__AIM OF THE EXERCISE__:
Write back every record verbatim.

__AVAILABLE RECORDS__:
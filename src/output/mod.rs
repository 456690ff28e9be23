//! Output module for exporting audit results
//!
//! This module handles:
//! - CSV export of the per-URL records
//! - Loading and printing per-site statistics

mod csv_export;
pub mod stats;

pub use csv_export::{export_csv, field_union, write_csv, MISSING};
pub use stats::{load_statistics, print_statistics, AuditStatistics};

__WRITTEN SOLUTION__:
filename src/output/mod.rs
repository 456690ff28e9be23
//! Output module for exporting audit results
//!
//! This module handles:
//! - CSV export of the per-URL records
//! - Loading and printing per-site statistics

mod csv_export;
pub mod stats;

pub use csv_export::{export_csv, field_union, write_csv, MISSING};
pub use stats::{load_statistics, print_statistics, AuditStatistics};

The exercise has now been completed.